Abstract Although the RAF>MEK>ERK MAP kinase pathway is key to the development of many RAS-mutated cancers, efforts to target this pathway with pharmacologic inhibitors have failed to deliver clinical benefit to patients. Here we show that inhibition of RAS>RAF>MEK>ERK signaling in RAS-mutated cancer cell lines elicits autophagy, a process of cellular recycling that protects cancer cells from the potentially cytotoxic effects of RAF>MEK>ERK pathway inhibition. Furthermore, combined inhibition of MEK1/2 plus autophagy displays synergistic antiproliferative effects against cell lines in vitro and promotes regression of xenografted patient-derived tumors in mice. Finally, treatment of a cancer patient with the combination of trametinib plus hydroxychloroquine resulted in a partial, but nonetheless striking, disease response. These data suggest that this combination therapy may represent a novel strategy to target RAS-driven malignancies such as melanoma, lung, and pancreatic cancer.

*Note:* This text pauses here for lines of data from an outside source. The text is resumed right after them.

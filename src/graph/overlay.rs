//! Connections the user draws by hand on the canvas.
//!
//! These live next to the displayed subgraph, never inside the dataset, and
//! are never sent to the backend. They vanish whenever the displayed subgraph
//! is recomputed.

use super::filter::Subgraph;

/// A hand-drawn connection between two displayed nodes.
#[derive(Clone, Debug, PartialEq, Eq)]
pub struct ManualEdge {
	/// Node the connection starts at.
	pub source: String,
	/// Node the connection points to.
	pub target: String,
}

/// View-only set of manual connections.
#[derive(Clone, Debug, Default, PartialEq, Eq)]
pub struct Overlay {
	edges: Vec<ManualEdge>,
}

impl Overlay {
	/// Records `source -> target` if both ends are displayed, the ends differ,
	/// and no displayed or manual edge already connects them that way.
	/// Returns whether the connection was added.
	pub fn connect(&mut self, displayed: &Subgraph, source: &str, target: &str) -> bool {
		if source == target || !displayed.contains_node(source) || !displayed.contains_node(target) {
			return false;
		}
		if displayed.contains_edge(source, target) || self.contains(source, target) {
			return false;
		}
		self.edges.push(ManualEdge {
			source: source.to_string(),
			target: target.to_string(),
		});
		true
	}

	/// True if a manual `source -> target` connection exists.
	pub fn contains(&self, source: &str, target: &str) -> bool {
		self.edges
			.iter()
			.any(|edge| edge.source == source && edge.target == target)
	}

	/// Manual connections in the order they were drawn.
	pub fn edges(&self) -> &[ManualEdge] {
		&self.edges
	}

	/// True if nothing has been drawn.
	pub fn is_empty(&self) -> bool {
		self.edges.is_empty()
	}

	/// Forgets every manual connection.
	pub fn clear(&mut self) {
		self.edges.clear();
	}
}
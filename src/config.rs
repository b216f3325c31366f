//! Runtime configuration for the dashboard.
//!
//! The backend URL is resolved, in order, from a JSON script element with
//! id="app-config" in the host page, the `HA_VALIDATOR_API_URL` variable at
//! build time, and finally `http://localhost:8000`.

use log::{info, warn};
use serde::Deserialize;
use wasm_bindgen::JsCast;
use web_sys::{HtmlScriptElement, Window};

/// Backend URL used when nothing else is configured.
pub const DEFAULT_API_URL: &str = "http://localhost:8000";

/// Dashboard settings.
#[derive(Clone, Debug, PartialEq, Eq, Deserialize)]
pub struct AppConfig {
	/// Base URL of the validator backend, without trailing slash.
	#[serde(default = "build_time_api_url")]
	pub api_url: String,
}

fn build_time_api_url() -> String {
	option_env!("HA_VALIDATOR_API_URL")
		.unwrap_or(DEFAULT_API_URL)
		.to_string()
}

impl Default for AppConfig {
	fn default() -> Self {
		Self::with_api_url(build_time_api_url())
	}
}

impl AppConfig {
	/// Config pointing at `api_url`.
	pub fn with_api_url(api_url: impl Into<String>) -> Self {
		let api_url: String = api_url.into();
		Self {
			api_url: api_url.trim_end_matches('/').to_string(),
		}
	}

	/// Parses the JSON embedded in the host page.
	pub fn from_json(text: &str) -> Result<Self, serde_json::Error> {
		let parsed: AppConfig = serde_json::from_str(text)?;
		Ok(Self::with_api_url(parsed.api_url))
	}

	/// Reads the config element from the DOM, falling back to the default.
	pub fn load() -> Self {
		let Some(text) = config_script_text() else {
			return Self::default();
		};
		match Self::from_json(&text) {
			Ok(config) => {
				info!("ha-validator: backend at {}", config.api_url);
				config
			}
			Err(e) => {
				warn!("ha-validator: ignoring malformed app-config: {}", e);
				Self::default()
			}
		}
	}

	/// Full URL for a backend path such as `/api/graph`.
	pub fn endpoint(&self, path: &str) -> String {
		format!("{}/{}", self.api_url, path.trim_start_matches('/'))
	}
}

fn config_script_text() -> Option<String> {
	let window: Window = web_sys::window()?;
	let document = window.document()?;
	let element = document.get_element_by_id("app-config")?;
	let script: HtmlScriptElement = element.dyn_into().ok()?;
	script.text().ok()
}

#[cfg(test)]
mod tests {
	use super::*;

	#[test]
	fn trims_trailing_slashes() {
		let config = AppConfig::with_api_url("http://ha.local:8000//");
		assert_eq!(config.api_url, "http://ha.local:8000");
		assert_eq!(config.endpoint("/api/graph"), "http://ha.local:8000/api/graph");
		assert_eq!(config.endpoint("health"), "http://ha.local:8000/health");
	}

	#[test]
	fn parses_embedded_json() {
		let config = AppConfig::from_json(r#"{ "api_url": "https://validator.example/" }"#).unwrap();
		assert_eq!(config.api_url, "https://validator.example");
	}

	#[test]
	fn missing_url_uses_build_time_default() {
		let config = AppConfig::from_json("{}").unwrap();
		assert_eq!(config, AppConfig::default());
		assert!(AppConfig::from_json("not json").is_err());
	}
}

Citation Format: Conan Kinsey, Soledad Camolotto, Amelie Boespflug, Katrin Gullien, Amanda Truong, Mona Foth, Jill Shea, Michael Seipp, Jeffrey Yap, Lance Burrell, David Lum, Jonathan Whisenant, Courtney Cavalier, Kaitren Rehbein, Stephanie Cutler, Kajsa Afotler, Alana Welm, Bryan Welm, Courtney Scaife, Eric Snyder, Martin McMahon. Targeting MEK1/2 inhibitor resistance in RAS-mutated cancers [abstract]. In: Proceedings of the AACR Special Conference on Melanoma: From Biology to Target; 2019 Jan 15-18; Houston, TX. Philadelphia (PA): AACR; Cancer Res 2020;80(19 Suppl):Abstract nr IA25.